Self-Directed IRA Corner – Maximizing Your Financial Legacy
Under normal circumstances, it is reasonably tax-efficient for you and your spouse to pass on as much as you can in the form of an IRA or Self-Directed IRA – especially a Roth IRA. This is because the vehicle allows heirs to maintain the tax deferred or tax-free status for many years, depending on the specific circumstances – especially if the deceased IRA owner passed on before beginning to take required minimum distributions.
Meanwhile, assets held in a Self-Directed IRA inherited from one’s spouse enjoy substantial protection from creditors in the event of bankruptcy under both federal and state law.
Unfortunately, a 2014 Supreme Court case, Clark v. Rameker, established that assets in an inherited IRA for a non-spouse beneficiary do not enjoy the same creditor protection that we normally associate with retirement accounts. In the event your heir files for bankruptcy, or if there’s already a judgment against your heir, those assets you worked so hard to amass and pass on could get seized by trial lawyers and passed on to banks and other lenders or creditors.
Individual states are free to extend creditor protection to inherited IRAs for beneficiaries other than spouses, however.

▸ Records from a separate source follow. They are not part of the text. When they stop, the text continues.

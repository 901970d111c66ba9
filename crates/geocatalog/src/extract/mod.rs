//! Turns probe results into normalized inventory records.
//!
//! The driver already described the layer; extraction adds what is shared by
//! every format: file statistics, provenance, the reprojected extent and
//! footprint, companion files, descriptive metadata and the quality score.
//! Sub-step problems become [`ExtractionIssue`]s on the record. Only a file
//! that cannot be stat'ed at all is an [`ExtractError`].

pub mod provenance;

use std::path::{Path, PathBuf};

use chrono::{DateTime, Utc};
use thiserror::Error;

use crate::crs::{CrsError, ExtentTransformer};
use crate::probe::ProbeResult;
use crate::record::{
    quality, FileAttributes, Identity, InventoryRecord, SidecarFlags, SpatialAttributes,
};
use crate::sidecar::SidecarInspector;

pub use provenance::{classify_storage, HostInfo};

#[derive(Error, Debug)]
pub enum ExtractError {
    #[error("Cannot stat '{path}': {source}")]
    Stat {
        path: PathBuf,
        #[source]
        source: std::io::Error,
    },
}

/// Optional extraction stages.
#[derive(Debug, Clone, Copy, PartialEq, Eq)]
pub struct ExtractOptions {
    pub parse_metadata: bool,
    pub include_sidecar: bool,
}

impl Default for ExtractOptions {
    fn default() -> Self {
        Self {
            parse_metadata: true,
            include_sidecar: true,
        }
    }
}

pub struct MetadataExtractor {
    root: PathBuf,
    transformer: ExtentTransformer,
    sidecars: SidecarInspector,
    host: HostInfo,
    options: ExtractOptions,
}

impl MetadataExtractor {
    pub fn new(root: impl Into<PathBuf>, options: ExtractOptions) -> Result<Self, CrsError> {
        Ok(Self {
            root: root.into(),
            transformer: ExtentTransformer::new()?,
            sidecars: SidecarInspector::new(),
            host: HostInfo::detect(),
            options,
        })
    }

    pub fn with_host(mut self, host: HostInfo) -> Self {
        self.host = host;
        self
    }

    pub fn extract(
        &self,
        probe: ProbeResult,
        scan_timestamp: DateTime<Utc>,
    ) -> Result<InventoryRecord, ExtractError> {
        let file_path = probe.path.to_string_lossy().into_owned();
        let file = self.file_attributes(&probe.path)?;

        let mut record = InventoryRecord::new(
            Identity::new(file_path.clone(), probe.layer_name),
            probe.data_type,
            scan_timestamp,
        );
        record.format = probe.format;
        record.driver_name = probe.driver_name;
        record.file = file;
        record.provenance = self.host.provenance_for(&file_path);

        let report = probe.report;
        record.quality.issues = report.issues;
        record.quality.is_valid = report.valid;
        record.vector = report.vector;
        record.raster = report.raster;

        let crs = report.crs.filter(|c| !c.is_empty());
        let mut spatial = SpatialAttributes {
            crs_authid: crs.as_ref().and_then(|c| c.authid()),
            crs_wkt: crs.as_ref().and_then(|c| c.wkt.clone()),
            native_extent: report.native_extent,
            ..SpatialAttributes::default()
        };
        if let Some(native) = &report.native_extent {
            let reprojection = self.transformer.reproject(native, crs.as_ref());
            spatial.global_extent = Some(reprojection.extent);
            spatial.footprint = Some(reprojection.footprint);
            spatial.extent_reprojected = reprojection.reprojected;
            if let Some(issue) = reprojection.issue {
                record.add_issue(issue);
            }
        }
        record.spatial = spatial;

        record.sidecars = if self.options.include_sidecar {
            self.sidecars.flags(&probe.path)
        } else {
            SidecarFlags::default()
        };
        if self.options.parse_metadata {
            record.descriptive = self.sidecars.read_descriptive(&probe.path);
        }

        record.quality.score = quality::score(&record);
        Ok(record)
    }

    fn file_attributes(&self, path: &Path) -> Result<FileAttributes, ExtractError> {
        let meta = std::fs::metadata(path).map_err(|source| ExtractError::Stat {
            path: path.to_path_buf(),
            source,
        })?;
        let relative = path.strip_prefix(&self.root).unwrap_or(path);
        let depth = relative.components().count().saturating_sub(1);

        Ok(FileAttributes {
            relative_path: relative.to_string_lossy().into_owned(),
            file_name: path
                .file_name()
                .map(|n| n.to_string_lossy().into_owned())
                .unwrap_or_default(),
            parent_directory: path
                .parent()
                .map(|p| p.to_string_lossy().into_owned())
                .unwrap_or_default(),
            directory_depth: u32::try_from(depth).unwrap_or(u32::MAX),
            size_bytes: meta.len(),
            modified: meta.modified().ok().map(DateTime::<Utc>::from),
            created: meta.created().ok().map(DateTime::<Utc>::from),
        })
    }
}
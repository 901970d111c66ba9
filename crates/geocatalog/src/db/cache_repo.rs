//! Cached descriptive-metadata documents, one per identity.

use chrono::{DateTime, Utc};
use rusqlite::{params, Connection, OptionalExtension, Row};
use serde_json::Value;

use super::DatabaseError;
use crate::record::{format_timestamp, parse_timestamp, Identity};

#[derive(Debug, Clone, PartialEq)]
pub struct CachedMetadata {
    pub document: Value,
    pub created: Option<DateTime<Utc>>,
    pub last_edited: Option<DateTime<Utc>>,
    pub last_written: Option<DateTime<Utc>>,
    pub target_location: Option<String>,
    /// True once the cached document has been written to its target.
    pub in_sync: bool,
}

impl CachedMetadata {
    fn from_row(row: &Row<'_>) -> Result<Self, rusqlite::Error> {
        let raw: String = row.get("metadata_json")?;
        let document = serde_json::from_str(&raw).map_err(|e| {
            rusqlite::Error::FromSqlConversionFailure(0, rusqlite::types::Type::Text, Box::new(e))
        })?;
        let stamp = |name: &str| -> Result<Option<DateTime<Utc>>, rusqlite::Error> {
            Ok(row
                .get::<_, Option<String>>(name)?
                .as_deref()
                .and_then(parse_timestamp))
        };
        Ok(Self {
            document,
            created: stamp("created_date")?,
            last_edited: stamp("last_edited_date")?,
            last_written: stamp("last_written_date")?,
            target_location: row.get("target_location")?,
            in_sync: row.get::<_, Option<bool>>("in_sync")?.unwrap_or(false),
        })
    }
}

/// Stores or replaces the document for an identity. An edited document is
/// out of sync until [`mark_written`] is called.
pub fn save_cached_metadata(
    conn: &Connection,
    identity: &Identity,
    document: &Value,
    now: &DateTime<Utc>,
) -> Result<(), DatabaseError> {
    let stamp = format_timestamp(now);
    conn.execute(
        "INSERT INTO metadata_cache (layer_path, layer_name, metadata_json, created_date, last_edited_date, in_sync)
         VALUES (?1, ?2, ?3, ?4, ?4, 0)
         ON CONFLICT(layer_path, layer_name) DO UPDATE SET
           metadata_json = excluded.metadata_json,
           last_edited_date = excluded.last_edited_date,
           in_sync = 0",
        params![
            identity.file_path,
            identity.layer_name,
            serde_json::to_string(document)?,
            stamp,
        ],
    )?;
    Ok(())
}

pub fn load_cached_metadata(
    conn: &Connection,
    identity: &Identity,
) -> Result<Option<CachedMetadata>, DatabaseError> {
    let entry = conn
        .query_row(
            "SELECT metadata_json, created_date, last_edited_date, last_written_date,
                    target_location, in_sync
             FROM metadata_cache WHERE layer_path = ?1 AND layer_name = ?2",
            params![identity.file_path, identity.layer_name],
            CachedMetadata::from_row,
        )
        .optional()?;
    Ok(entry)
}

/// Records that the cached document was written to `target`.
pub fn mark_written(
    conn: &Connection,
    identity: &Identity,
    target: &str,
    now: &DateTime<Utc>,
) -> Result<bool, DatabaseError> {
    let changed = conn.execute(
        "UPDATE metadata_cache SET in_sync = 1, last_written_date = ?1, target_location = ?2
         WHERE layer_path = ?3 AND layer_name = ?4",
        params![format_timestamp(now), target, identity.file_path, identity.layer_name],
    )?;
    Ok(changed > 0)
}
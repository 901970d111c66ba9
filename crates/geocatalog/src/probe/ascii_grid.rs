//! Arc/Info ASCII grids (`.asc`).

use std::fs::File;
use std::io::{BufRead, BufReader};
use std::path::Path;

use super::{
    extension, file_stem, validate_raster, DatasetDriver, DriverError, DriverFamily, DriverLayer,
    LayerReport, ProbeOptions,
};
use crate::record::{BandInfo, DataType, GeoreferenceMethod, RasterAttributes};
use crate::sidecar::{self, GeoTransform};

const FORMAT: &str = "AAIGrid";

pub struct AsciiGridDriver;

#[derive(Debug, Clone, PartialEq)]
pub(crate) struct GridHeader {
    pub ncols: u32,
    pub nrows: u32,
    pub x_ll: f64,
    pub y_ll: f64,
    /// `xllcenter`/`yllcenter` rather than corner.
    pub centered: bool,
    pub cell_x: f64,
    pub cell_y: f64,
    pub nodata: Option<f64>,
    /// Number of header lines.
    pub lines: usize,
}

impl GridHeader {
    pub fn parse<R: BufRead>(reader: &mut R) -> Result<Self, DriverError> {
        let mut ncols = None;
        let mut nrows = None;
        let mut x_ll = None;
        let mut y_ll = None;
        let mut centered = false;
        let mut cell_x = None;
        let mut cell_y = None;
        let mut nodata = None;
        let mut lines = 0;

        let mut line = String::new();
        loop {
            line.clear();
            if reader.read_line(&mut line)? == 0 {
                break;
            }
            let mut parts = line.split_whitespace();
            let (Some(key), Some(value)) = (parts.next(), parts.next()) else {
                break;
            };
            if key.starts_with(|c: char| c.is_ascii_digit() || c == '-' || c == '.') {
                break;
            }
            let number = value.parse::<f64>().ok();
            match key.to_ascii_lowercase().as_str() {
                "ncols" => ncols = value.parse::<u32>().ok(),
                "nrows" => nrows = value.parse::<u32>().ok(),
                "xllcorner" => x_ll = number,
                "yllcorner" => y_ll = number,
                "xllcenter" => {
                    x_ll = number;
                    centered = true;
                }
                "yllcenter" => {
                    y_ll = number;
                    centered = true;
                }
                "cellsize" => {
                    cell_x = number;
                    cell_y = number;
                }
                "dx" => cell_x = number,
                "dy" => cell_y = number,
                "nodata_value" => nodata = number,
                _ if lines == 0 => return Err(DriverError::NotRecognized),
                _ => break,
            }
            lines += 1;
        }

        if ncols.is_none() {
            return Err(DriverError::NotRecognized);
        }
        match (ncols, nrows, x_ll, y_ll, cell_x, cell_y) {
            (Some(ncols), Some(nrows), Some(x_ll), Some(y_ll), Some(cell_x), Some(cell_y))
                if cell_x > 0.0 && cell_y > 0.0 =>
            {
                Ok(Self {
                    ncols,
                    nrows,
                    x_ll,
                    y_ll,
                    centered,
                    cell_x,
                    cell_y,
                    nodata,
                    lines,
                })
            }
            _ => Err(DriverError::malformed(FORMAT, "incomplete grid header")),
        }
    }

    pub fn transform(&self) -> GeoTransform {
        let (mut x, mut y) = (self.x_ll, self.y_ll);
        if self.centered {
            x -= self.cell_x / 2.0;
            y -= self.cell_y / 2.0;
        }
        GeoTransform::north_up(x, y + f64::from(self.nrows) * self.cell_y, self.cell_x, self.cell_y)
    }
}

/// Reads the first data row, checking it holds `ncols` numbers. Returns
/// whether every value was an integer.
fn read_first_row<R: BufRead>(reader: &mut R, ncols: u32) -> Result<bool, String> {
    let mut values = Vec::with_capacity(ncols as usize);
    let mut line = String::new();
    while values.len() < ncols as usize {
        line.clear();
        let n = reader.read_line(&mut line).map_err(|e| e.to_string())?;
        if n == 0 {
            return Err(format!("expected {} values, found {}", ncols, values.len()));
        }
        for token in line.split_whitespace() {
            values.push(token.to_string());
        }
    }
    let mut integral = true;
    for token in values.iter().take(ncols as usize) {
        if token.parse::<f64>().is_err() {
            return Err(format!("invalid cell value '{}'", token));
        }
        if token.contains(['.', 'e', 'E']) {
            integral = false;
        }
    }
    Ok(integral)
}

impl DatasetDriver for AsciiGridDriver {
    fn short_name(&self) -> &'static str {
        FORMAT
    }

    fn long_name(&self) -> &'static str {
        "Arc/Info ASCII Grid"
    }

    fn family(&self) -> DriverFamily {
        DriverFamily::Raster
    }

    fn open(&self, path: &Path, options: &ProbeOptions) -> Result<Vec<DriverLayer>, DriverError> {
        if extension(path).as_deref() != Some("asc") {
            return Err(DriverError::NotRecognized);
        }
        let mut reader = BufReader::new(File::open(path)?);
        let header = GridHeader::parse(&mut reader)?;

        let mut reopened = BufReader::new(File::open(path)?);
        let mut skipped = String::new();
        for _ in 0..header.lines {
            skipped.clear();
            reopened.read_line(&mut skipped)?;
        }
        let first_row = read_first_row(&mut reopened, header.ncols);
        let data_type = match (&first_row, header.nodata) {
            (Ok(true), nodata) if nodata.map(|v| v.fract() == 0.0).unwrap_or(true) => "Int32",
            _ => "Float32",
        };

        let transform = header.transform();
        let mut report = LayerReport {
            crs: sidecar::read_prj(path),
            native_extent: Some(transform.extent(header.ncols, header.nrows)),
            raster: Some(RasterAttributes {
                width: header.ncols,
                height: header.nrows,
                band_count: 1,
                pixel_size: Some(transform.pixel_size()),
                bands: vec![BandInfo {
                    data_type: data_type.to_string(),
                    nodata: header.nodata,
                }],
                compression: None,
                georeference: GeoreferenceMethod::Header,
            }),
            ..LayerReport::default()
        };

        if options.validate {
            validate_raster(&mut report, true, || first_row.map(|_| ()));
        }

        Ok(vec![DriverLayer {
            name: file_stem(path),
            data_type: DataType::Raster,
            report,
        }])
    }
}
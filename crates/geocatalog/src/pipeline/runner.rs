use std::path::PathBuf;
use std::time::{Duration, Instant};

use chrono::{DateTime, Utc};
use serde::Serialize;
use tracing::{debug, info_span};

use crate::config::ScanConfig;
use crate::crs::CrsError;
use crate::db::{CatalogStore, DatabaseError, ScanSession};
use crate::diff::{CatalogDiffEngine, Reconciled};
use crate::error::{ConfigError, ScanError};
use crate::extract::{HostInfo, MetadataExtractor};
use crate::probe::{DriverRegistry, FormatProbe};
use crate::record::{DataType, InventoryRecord};
use crate::scanner::{CancellationToken, PathScanner};

use super::progress::{EventReporter, LogLevel, Phase, ScanEvent, ScanEventSink};
use super::state::ScanState;

/// Counts reported when a scan commits.
#[derive(Debug, Clone, PartialEq, Serialize)]
#[serde(rename_all = "camelCase")]
pub struct ScanSummary {
    /// Records written by this scan.
    pub total: usize,
    pub vectors: usize,
    pub rasters: usize,
    pub tables: usize,
    /// Records with a failed extraction step plus files that could not be
    /// extracted at all.
    pub errors: usize,
    pub new: usize,
    pub preserved: usize,
    pub retired: usize,
    pub scan_timestamp: DateTime<Utc>,
    pub elapsed: Duration,
}

/// Terminal result of a session.
#[derive(Debug)]
pub enum ScanOutcome {
    Completed(ScanSummary),
    Canceled { reason: String },
    Failed(ScanError),
}

impl ScanOutcome {
    pub fn state(&self) -> ScanState {
        match self {
            ScanOutcome::Completed(_) => ScanState::Completed,
            ScanOutcome::Canceled { .. } => ScanState::Canceled,
            ScanOutcome::Failed(_) => ScanState::Failed,
        }
    }

    pub fn summary(&self) -> Option<&ScanSummary> {
        match self {
            ScanOutcome::Completed(summary) => Some(summary),
            _ => None,
        }
    }
}

enum Interrupt {
    Canceled(String),
    Failed(ScanError),
}

impl From<ScanError> for Interrupt {
    fn from(e: ScanError) -> Self {
        Interrupt::Failed(e)
    }
}

impl From<DatabaseError> for Interrupt {
    fn from(e: DatabaseError) -> Self {
        Interrupt::Failed(ScanError::Catalog(e))
    }
}

impl From<ConfigError> for Interrupt {
    fn from(e: ConfigError) -> Self {
        Interrupt::Failed(ScanError::InvalidConfig(e))
    }
}

impl From<CrsError> for Interrupt {
    fn from(e: CrsError) -> Self {
        Interrupt::Failed(ScanError::Crs(e))
    }
}

#[derive(Default)]
struct Tally {
    total: usize,
    vectors: usize,
    rasters: usize,
    tables: usize,
    errors: usize,
}

impl Tally {
    fn count(&mut self, record: &InventoryRecord) {
        self.total += 1;
        match record.data_type {
            DataType::Vector => self.vectors += 1,
            DataType::Raster => self.rasters += 1,
            DataType::Table => self.tables += 1,
        }
        if record.has_failures() {
            self.errors += 1;
        }
    }
}

/// Runs one scan session: discover, probe, extract, diff, persist.
///
/// The session is synchronous. Every mutation lands in a single catalog
/// transaction that is committed only when the whole tree was processed.
pub struct ScanOrchestrator {
    config: ScanConfig,
    registry: Option<DriverRegistry>,
    host: Option<HostInfo>,
    cancel: CancellationToken,
    state: ScanState,
}

impl ScanOrchestrator {
    pub fn new(config: ScanConfig) -> Self {
        Self {
            config,
            registry: None,
            host: None,
            cancel: CancellationToken::new(),
            state: ScanState::Idle,
        }
    }

    /// Replaces the built-in format drivers.
    pub fn with_registry(mut self, registry: DriverRegistry) -> Self {
        self.registry = Some(registry);
        self
    }

    pub fn with_host(mut self, host: HostInfo) -> Self {
        self.host = Some(host);
        self
    }

    pub fn with_cancellation(mut self, token: CancellationToken) -> Self {
        self.cancel = token;
        self
    }

    pub fn cancellation_token(&self) -> CancellationToken {
        self.cancel.clone()
    }

    pub fn state(&self) -> ScanState {
        self.state
    }

    pub fn config(&self) -> &ScanConfig {
        &self.config
    }

    /// Runs the session to a terminal state. A session runs at most once.
    pub fn run(&mut self, sink: &dyn ScanEventSink) -> ScanOutcome {
        let reporter = EventReporter::new(sink);

        if !self.state.can_transition_to(ScanState::Scanning) {
            let error = ScanError::AlreadyStarted(self.state.to_string());
            reporter.terminal(ScanEvent::Failed {
                reason: error.to_string(),
            });
            return ScanOutcome::Failed(error);
        }
        self.state = ScanState::Scanning;

        let _scan_span = info_span!("scan",
            root = %self.config.root_directory.display(),
            catalog = %self.config.catalog_path.display(),
            table = %self.config.table_name,
            update_mode = self.config.update_mode,
        )
        .entered();

        let started = Instant::now();
        let outcome = match self.execute(&reporter, started) {
            Ok(summary) => {
                reporter.info(format!(
                    "Scan complete: {} records ({} vectors, {} rasters, {} tables), {} errors, {} retired",
                    summary.total,
                    summary.vectors,
                    summary.rasters,
                    summary.tables,
                    summary.errors,
                    summary.retired
                ));
                reporter.terminal(ScanEvent::Completed(summary.clone()));
                ScanOutcome::Completed(summary)
            }
            Err(Interrupt::Canceled(reason)) => {
                reporter.warn(format!("Scan canceled: {}", reason));
                reporter.terminal(ScanEvent::Canceled {
                    reason: reason.clone(),
                });
                ScanOutcome::Canceled { reason }
            }
            Err(Interrupt::Failed(error)) => {
                reporter.log(LogLevel::Critical, format!("Scan failed: {}", error));
                reporter.terminal(ScanEvent::Failed {
                    reason: error.to_string(),
                });
                ScanOutcome::Failed(error)
            }
        };
        self.state = outcome.state();
        outcome
    }

    fn check_cancel(&self) -> Result<(), Interrupt> {
        if self.cancel.is_cancelled() {
            Err(Interrupt::Canceled("canceled by caller".to_string()))
        } else {
            Ok(())
        }
    }

    fn execute(&mut self, reporter: &EventReporter<'_>, started: Instant) -> Result<ScanSummary, Interrupt> {
        self.config.validate()?;
        let root = self.config.root_directory.clone();
        if !root.exists() {
            return Err(ScanError::RootNotFound(root).into());
        }
        if !root.is_dir() {
            return Err(ScanError::RootNotDirectory(root).into());
        }

        let store = CatalogStore::open(&self.config.catalog_path, &self.config.table_name)?;
        let scanner = PathScanner::new(&root)
            .follow_symlinks(self.config.follow_symlinks)
            .exclude_patterns(&self.config.exclude)
            .map_err(|e| ConfigError::Validation {
                message: format!("Invalid exclude pattern: {}", e),
            })?
            .exclude_database(&self.config.catalog_path);
        let probe = FormatProbe::new(
            self.registry.take().unwrap_or_default(),
            self.config.probe_filter(),
            self.config.probe_options(),
        );
        let mut extractor = MetadataExtractor::new(&root, self.config.extract_options())?;
        if let Some(host) = self.host.take() {
            extractor = extractor.with_host(host);
        }

        let scan_timestamp = Utc::now();
        let mut session = store.begin_scan()?;
        reporter.info(format!(
            "Scanning {} ({} mode)",
            root.display(),
            if self.config.update_mode { "update" } else { "fresh" }
        ));

        let paths = self.discover(&scanner, reporter)?;

        let mut engine = if self.config.update_mode {
            CatalogDiffEngine::new(session.prior_management()?)
        } else {
            session.clear_all()?;
            CatalogDiffEngine::fresh()
        };

        let tally = self.extract_all(&paths, &probe, &extractor, &mut engine, &mut session, scan_timestamp, reporter)?;

        let retired = {
            let _phase = info_span!("retire").entered();
            self.check_cancel()?;
            reporter.phase_start(Phase::Retirement);
            let retired = if engine.is_update_mode() {
                session.retire_missing(engine.seen(), &scan_timestamp)?
            } else {
                0
            };
            if retired > 0 {
                reporter.info(format!("Retired {} records no longer found", retired));
            }
            reporter.phase_progress(Phase::Retirement, 1, 1);
            retired
        };

        {
            let _phase = info_span!("commit").entered();
            self.check_cancel()?;
            reporter.phase_start(Phase::Commit);
            session.commit(&scan_timestamp)?;
            reporter.phase_progress(Phase::Commit, 1, 1);
        }

        let counts = engine.counts();
        Ok(ScanSummary {
            total: tally.total,
            vectors: tally.vectors,
            rasters: tally.rasters,
            tables: tally.tables,
            errors: tally.errors,
            new: counts.new,
            preserved: counts.preserved,
            retired,
            scan_timestamp,
            elapsed: started.elapsed(),
        })
    }

    fn discover(
        &self,
        scanner: &PathScanner,
        reporter: &EventReporter<'_>,
    ) -> Result<Vec<PathBuf>, Interrupt> {
        let _phase = info_span!("discover").entered();
        reporter.phase_start(Phase::Discovery);

        let mut walk = scanner.paths(&self.cancel);
        let paths: Vec<PathBuf> = walk.by_ref().collect();
        self.check_cancel()?;

        if walk.skipped() > 0 {
            reporter.warn(format!("Skipped {} unreadable entries", walk.skipped()));
        }
        reporter.info(format!("Discovered {} candidate files", paths.len()));
        reporter.phase_progress(Phase::Discovery, 1, 1);
        Ok(paths)
    }

    #[allow(clippy::too_many_arguments)]
    fn extract_all(
        &self,
        paths: &[PathBuf],
        probe: &FormatProbe,
        extractor: &MetadataExtractor,
        engine: &mut CatalogDiffEngine,
        session: &mut ScanSession<'_>,
        scan_timestamp: DateTime<Utc>,
        reporter: &EventReporter<'_>,
    ) -> Result<Tally, Interrupt> {
        let _phase = info_span!("extract", files = paths.len()).entered();
        let mut tally = Tally::default();

        for (index, path) in paths.iter().enumerate() {
            self.check_cancel()?;

            for result in probe.probe(path).into_results() {
                let layer = result.layer_name.clone();
                let mut record = match extractor.extract(result, scan_timestamp) {
                    Ok(record) => record,
                    Err(e) => {
                        tally.errors += 1;
                        reporter.error(e.to_string());
                        continue;
                    }
                };

                match engine.reconcile(&mut record) {
                    Reconciled::Duplicate => {
                        reporter.warn(format!("Duplicate layer '{}' in {}", layer, path.display()));
                        continue;
                    }
                    Reconciled::New | Reconciled::Preserved => {}
                }

                for issue in record.quality.issues.iter().filter(|i| i.is_failure()) {
                    reporter.warn(format!("{}: {}", record.identity, issue));
                }
                tally.count(&record);
                session.upsert_active(std::slice::from_ref(&record))?;
                debug!(
                    file = %record.identity.file_path,
                    layer = %record.identity.layer_name,
                    data_type = %record.data_type,
                    "Cataloged layer"
                );
            }

            reporter.phase_progress(Phase::Extraction, index + 1, paths.len());
        }

        Ok(tally)
    }
}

Thus far, the following states offer creditor protection to IRAs inherited by your children or other non-spouse beneficiaries:
- Alaska
- Arizona
- Florida
- Missouri
- North Carolina
- Ohio
- Texas
Elsewhere in the country, Self-Directed IRA owner should be cautious about leaving money directly to non-spousal heirs who are undergoing significant legal problems, or who have recently filed bankruptcy or who may be filing bankruptcy in the future.
To protect assets against potential seizure by your heirs’ creditors, you may consider establishing a trust to hold the assets, naming your non-spousal heirs as a beneficiary.
This keeps the IRA out of your heir’s name, and makes it impossible for plaintiff’s lawyers or bankruptcy trustees to seize the assets. They might be able to get a “charging order,” which may enable them to intercept assets as they leave the IRA or other retirement account, and as they leave the trust. But most creditors, seeing that they would have to wait many years for their money, if they ever receive anything, are willing to settle on a favorable basis rather than assault a legally nearly impregnable financial fortress.
Doing so takes a bit of advanced planning: First, you’ll need to establish the trust. Don’t rely on a pre-packaged off-the-shelf trust you get at office depot: The specific language in the trust is crucial to the asset protection. You should have an attorney licensed in your state who is experienced with handling trusts and who knows exactly what you are trying to accomplish establish your trust for you.
For the maximum asset protection, the trust should be irrevocable, and not controllable by your beneficiary. That is, your beneficiary should not be the custodian or the trustee of the trust.
That way, plaintiffs cannot even get a court order directing your heir to take money out of the trust. Only the trustee can do that, and if the trust is set up properly, so that your heir is the only beneficiary, your trustee has a fiduciary obligation not to release that money for the benefit of anybody else – and the plaintiff’s lawyers can’t force him to.
There are some specific tax ramifications to this strategy, as trusts are taxed differently than individual IRA owners. For example, if there are several beneficiaries in the trust, the IRS will use the oldest beneficiary to decide on the required minimum distribution timeline. This may mean your younger heirs will wind up having to take distributions sooner than expected and they will lose some of the benefit of tax deferral.
You should work with a qualified tax professional to determine the best way to structure the transfer of assets from your IRA to the trust, or series of trusts, to minimize the eventual tax bill to your heirs.